WHAT IS EXPECTED = Line by line, copy the records below exactly.

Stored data
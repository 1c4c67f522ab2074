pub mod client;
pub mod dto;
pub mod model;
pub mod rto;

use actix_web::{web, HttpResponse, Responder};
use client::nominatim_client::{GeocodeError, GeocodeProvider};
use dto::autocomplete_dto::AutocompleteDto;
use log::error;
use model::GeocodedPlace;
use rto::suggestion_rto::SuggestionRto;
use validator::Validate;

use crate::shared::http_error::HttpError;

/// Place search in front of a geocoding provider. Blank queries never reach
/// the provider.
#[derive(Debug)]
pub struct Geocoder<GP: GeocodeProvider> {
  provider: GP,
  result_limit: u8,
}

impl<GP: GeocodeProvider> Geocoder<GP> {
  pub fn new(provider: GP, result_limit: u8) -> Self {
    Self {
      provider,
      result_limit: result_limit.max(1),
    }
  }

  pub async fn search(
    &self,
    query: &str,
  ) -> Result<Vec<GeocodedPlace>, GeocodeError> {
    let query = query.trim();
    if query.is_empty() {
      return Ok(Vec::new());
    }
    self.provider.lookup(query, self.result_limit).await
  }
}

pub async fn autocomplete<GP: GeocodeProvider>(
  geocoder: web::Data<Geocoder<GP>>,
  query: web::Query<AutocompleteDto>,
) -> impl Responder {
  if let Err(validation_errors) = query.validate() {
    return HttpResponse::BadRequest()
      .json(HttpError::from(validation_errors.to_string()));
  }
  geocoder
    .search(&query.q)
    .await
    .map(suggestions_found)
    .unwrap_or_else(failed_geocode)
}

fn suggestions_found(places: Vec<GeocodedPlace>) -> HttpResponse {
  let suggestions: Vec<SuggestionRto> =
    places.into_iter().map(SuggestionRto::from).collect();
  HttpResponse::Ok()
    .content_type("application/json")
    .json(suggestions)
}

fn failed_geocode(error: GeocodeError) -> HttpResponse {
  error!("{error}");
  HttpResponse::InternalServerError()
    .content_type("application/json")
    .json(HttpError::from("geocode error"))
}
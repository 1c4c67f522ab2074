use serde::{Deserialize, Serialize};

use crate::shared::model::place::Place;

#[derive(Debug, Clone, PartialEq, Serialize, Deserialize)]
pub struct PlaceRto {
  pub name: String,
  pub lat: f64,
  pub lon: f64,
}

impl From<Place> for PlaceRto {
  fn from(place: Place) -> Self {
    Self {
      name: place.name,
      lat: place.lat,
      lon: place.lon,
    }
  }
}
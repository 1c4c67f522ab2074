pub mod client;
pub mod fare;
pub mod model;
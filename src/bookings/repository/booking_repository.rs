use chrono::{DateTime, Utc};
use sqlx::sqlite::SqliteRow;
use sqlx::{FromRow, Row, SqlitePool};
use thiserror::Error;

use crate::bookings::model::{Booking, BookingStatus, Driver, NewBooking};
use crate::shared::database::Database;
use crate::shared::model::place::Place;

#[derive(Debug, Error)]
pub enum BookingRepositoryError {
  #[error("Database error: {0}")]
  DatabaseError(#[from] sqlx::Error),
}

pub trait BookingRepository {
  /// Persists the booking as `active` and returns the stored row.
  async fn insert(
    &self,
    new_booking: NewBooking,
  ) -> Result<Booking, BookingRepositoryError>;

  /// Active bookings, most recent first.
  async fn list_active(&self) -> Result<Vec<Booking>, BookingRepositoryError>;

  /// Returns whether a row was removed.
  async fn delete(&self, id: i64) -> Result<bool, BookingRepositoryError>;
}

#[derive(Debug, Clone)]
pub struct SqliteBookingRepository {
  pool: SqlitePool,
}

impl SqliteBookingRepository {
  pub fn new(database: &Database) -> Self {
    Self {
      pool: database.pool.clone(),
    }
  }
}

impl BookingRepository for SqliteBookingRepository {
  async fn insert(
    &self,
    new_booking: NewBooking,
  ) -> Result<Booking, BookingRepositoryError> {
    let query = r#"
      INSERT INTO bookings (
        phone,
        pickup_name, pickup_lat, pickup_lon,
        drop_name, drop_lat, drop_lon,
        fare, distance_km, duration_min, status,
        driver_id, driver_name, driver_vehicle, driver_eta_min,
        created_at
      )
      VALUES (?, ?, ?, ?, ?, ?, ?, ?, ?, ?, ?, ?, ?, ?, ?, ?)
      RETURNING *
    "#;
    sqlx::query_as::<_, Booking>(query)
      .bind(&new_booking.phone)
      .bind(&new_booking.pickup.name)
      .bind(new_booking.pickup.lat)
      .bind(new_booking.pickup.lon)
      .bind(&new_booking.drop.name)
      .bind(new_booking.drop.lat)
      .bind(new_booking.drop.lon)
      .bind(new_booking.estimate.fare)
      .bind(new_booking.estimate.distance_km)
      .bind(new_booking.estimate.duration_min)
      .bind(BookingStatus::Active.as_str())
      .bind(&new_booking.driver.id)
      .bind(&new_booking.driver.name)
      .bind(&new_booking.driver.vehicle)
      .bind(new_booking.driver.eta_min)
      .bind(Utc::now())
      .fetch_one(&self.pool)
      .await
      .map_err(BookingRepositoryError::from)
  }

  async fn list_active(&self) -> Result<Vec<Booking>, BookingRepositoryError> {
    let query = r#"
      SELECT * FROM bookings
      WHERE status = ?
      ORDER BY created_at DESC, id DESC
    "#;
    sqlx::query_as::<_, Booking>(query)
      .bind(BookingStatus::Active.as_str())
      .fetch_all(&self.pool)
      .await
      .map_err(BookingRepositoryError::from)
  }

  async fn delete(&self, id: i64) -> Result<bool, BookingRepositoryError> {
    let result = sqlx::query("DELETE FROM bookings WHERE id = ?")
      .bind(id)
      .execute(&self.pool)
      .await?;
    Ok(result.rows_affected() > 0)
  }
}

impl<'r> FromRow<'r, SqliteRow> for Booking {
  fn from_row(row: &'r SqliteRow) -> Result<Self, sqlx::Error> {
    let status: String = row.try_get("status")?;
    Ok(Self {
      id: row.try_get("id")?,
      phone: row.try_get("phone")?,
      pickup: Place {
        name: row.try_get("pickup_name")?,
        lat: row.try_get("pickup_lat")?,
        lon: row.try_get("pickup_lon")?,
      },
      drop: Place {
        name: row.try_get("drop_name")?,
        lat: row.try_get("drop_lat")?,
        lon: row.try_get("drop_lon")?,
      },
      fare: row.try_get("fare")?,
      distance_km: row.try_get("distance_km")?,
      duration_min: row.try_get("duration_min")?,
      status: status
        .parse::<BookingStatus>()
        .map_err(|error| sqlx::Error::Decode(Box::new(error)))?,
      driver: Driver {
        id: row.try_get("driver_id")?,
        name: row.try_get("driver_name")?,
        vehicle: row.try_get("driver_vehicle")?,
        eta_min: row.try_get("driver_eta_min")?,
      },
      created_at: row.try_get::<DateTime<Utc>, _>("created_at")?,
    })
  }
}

COMPLETED TASK =
repository 1c4c67f522ab2074
pub mod client;
pub mod dto;
pub mod model;
pub mod rto;

use actix_web::{web, HttpResponse, Responder};
use client::nominatim_client::{GeocodeError, GeocodeProvider};
use dto::autocomplete_dto::AutocompleteDto;
use log::error;
use model::GeocodedPlace;
use rto::suggestion_rto::SuggestionRto;
use validator::Validate;

use crate::shared::http_error::HttpError;

/// Place search in front of a geocoding provider. Blank queries never reach
/// the provider.
#[derive(Debug)]
pub struct Geocoder<GP: GeocodeProvider> {
  provider: GP,
  result_limit: u8,
}

impl<GP: GeocodeProvider> Geocoder<GP> {
  pub fn new(provider: GP, result_limit: u8) -> Self {
    Self {
      provider,
      result_limit: result_limit.max(1),
    }
  }

  pub async fn search(
    &self,
    query: &str,
  ) -> Result<Vec<GeocodedPlace>, GeocodeError> {
    let query = query.trim();
    if query.is_empty() {
      return Ok(Vec::new());
    }
    self.provider.lookup(query, self.result_limit).await
  }
}

pub async fn autocomplete<GP: GeocodeProvider>(
  geocoder: web::Data<Geocoder<GP>>,
  query: web::Query<AutocompleteDto>,
) -> impl Responder {
  if let Err(validation_errors) = query.validate() {
    return HttpResponse::BadRequest()
      .json(HttpError::from(validation_errors.to_string()));
  }
  geocoder
    .search(&query.q)
    .await
    .map(suggestions_found)
    .unwrap_or_else(failed_geocode)
}

fn suggestions_found(places: Vec<GeocodedPlace>) -> HttpResponse {
  let suggestions: Vec<SuggestionRto> =
    places.into_iter().map(SuggestionRto::from).collect();
  HttpResponse::Ok()
    .content_type("application/json")
    .json(suggestions)
}

fn failed_geocode(error: GeocodeError) -> HttpResponse {
  error!("{error}");
  HttpResponse::InternalServerError()
    .content_type("application/json")
    .json(HttpError::from("geocode error"))
}
repository 1c4c67f522ab2074
use serde::{Deserialize, Serialize};

use crate::shared::model::place::Place;

#[derive(Debug, Clone, PartialEq, Serialize, Deserialize)]
pub struct PlaceRto {
  pub name: String,
  pub lat: f64,
  pub lon: f64,
}

impl From<Place> for PlaceRto {
  fn from(place: Place) -> Self {
    Self {
      name: place.name,
      lat: place.lat,
      lon: place.lon,
    }
  }
}
repository 1c4c67f522ab2074
pub mod client;
pub mod fare;
pub mod model;
filename src/bookings/repository/booking_repository.rs
use chrono::{DateTime, Utc};
use sqlx::sqlite::SqliteRow;
use sqlx::{FromRow, Row, SqlitePool};
use thiserror::Error;

use crate::bookings::model::{Booking, BookingStatus, Driver, NewBooking};
use crate::shared::database::Database;
use crate::shared::model::place::Place;

#[derive(Debug, Error)]
pub enum BookingRepositoryError {
  #[error("Database error: {0}")]
  DatabaseError(#[from] sqlx::Error),
}

pub trait BookingRepository {
  /// Persists the booking as `active` and returns the stored row.
  async fn insert(
    &self,
    new_booking: NewBooking,
  ) -> Result<Booking, BookingRepositoryError>;

  /// Active bookings, most recent first.
  async fn list_active(&self) -> Result<Vec<Booking>, BookingRepositoryError>;

  /// Returns whether a row was removed.
  async fn delete(&self, id: i64) -> Result<bool, BookingRepositoryError>;
}

#[derive(Debug, Clone)]
pub struct SqliteBookingRepository {
  pool: SqlitePool,
}

impl SqliteBookingRepository {
  pub fn new(database: &Database) -> Self {
    Self {
      pool: database.pool.clone(),
    }
  }
}

impl BookingRepository for SqliteBookingRepository {
  async fn insert(
    &self,
    new_booking: NewBooking,
  ) -> Result<Booking, BookingRepositoryError> {
    let query = r#"
      INSERT INTO bookings (
        phone,
        pickup_name, pickup_lat, pickup_lon,
        drop_name, drop_lat, drop_lon,
        fare, distance_km, duration_min, status,
        driver_id, driver_name, driver_vehicle, driver_eta_min,
        created_at
      )
      VALUES (?, ?, ?, ?, ?, ?, ?, ?, ?, ?, ?, ?, ?, ?, ?, ?)
      RETURNING *
    "#;
    sqlx::query_as::<_, Booking>(query)
      .bind(&new_booking.phone)
      .bind(&new_booking.pickup.name)
      .bind(new_booking.pickup.lat)
      .bind(new_booking.pickup.lon)
      .bind(&new_booking.drop.name)
      .bind(new_booking.drop.lat)
      .bind(new_booking.drop.lon)
      .bind(new_booking.estimate.fare)
      .bind(new_booking.estimate.distance_km)
      .bind(new_booking.estimate.duration_min)
      .bind(BookingStatus::Active.as_str())
      .bind(&new_booking.driver.id)
      .bind(&new_booking.driver.name)
      .bind(&new_booking.driver.vehicle)
      .bind(new_booking.driver.eta_min)
      .bind(Utc::now())
      .fetch_one(&self.pool)
      .await
      .map_err(BookingRepositoryError::from)
  }

  async fn list_active(&self) -> Result<Vec<Booking>, BookingRepositoryError> {
    let query = r#"
      SELECT * FROM bookings
      WHERE status = ?
      ORDER BY created_at DESC, id DESC
    "#;
    sqlx::query_as::<_, Booking>(query)
      .bind(BookingStatus::Active.as_str())
      .fetch_all(&self.pool)
      .await
      .map_err(BookingRepositoryError::from)
  }

  async fn delete(&self, id: i64) -> Result<bool, BookingRepositoryError> {
    let result = sqlx::query("DELETE FROM bookings WHERE id = ?")
      .bind(id)
      .execute(&self.pool)
      .await?;
    Ok(result.rows_affected() > 0)
  }
}

impl<'r> FromRow<'r, SqliteRow> for Booking {
  fn from_row(row: &'r SqliteRow) -> Result<Self, sqlx::Error> {
    let status: String = row.try_get("status")?;
    Ok(Self {
      id: row.try_get("id")?,
      phone: row.try_get("phone")?,
      pickup: Place {
        name: row.try_get("pickup_name")?,
        lat: row.try_get("pickup_lat")?,
        lon: row.try_get("pickup_lon")?,
      },
      drop: Place {
        name: row.try_get("drop_name")?,
        lat: row.try_get("drop_lat")?,
        lon: row.try_get("drop_lon")?,
      },
      fare: row.try_get("fare")?,
      distance_km: row.try_get("distance_km")?,
      duration_min: row.try_get("duration_min")?,
      status: status
        .parse::<BookingStatus>()
        .map_err(|error| sqlx::Error::Decode(Box::new(error)))?,
      driver: Driver {
        id: row.try_get("driver_id")?,
        name: row.try_get("driver_name")?,
        vehicle: row.try_get("driver_vehicle")?,
        eta_min: row.try_get("driver_eta_min")?,
      },
      created_at: row.try_get::<DateTime<Utc>, _>("created_at")?,
    })
  }
}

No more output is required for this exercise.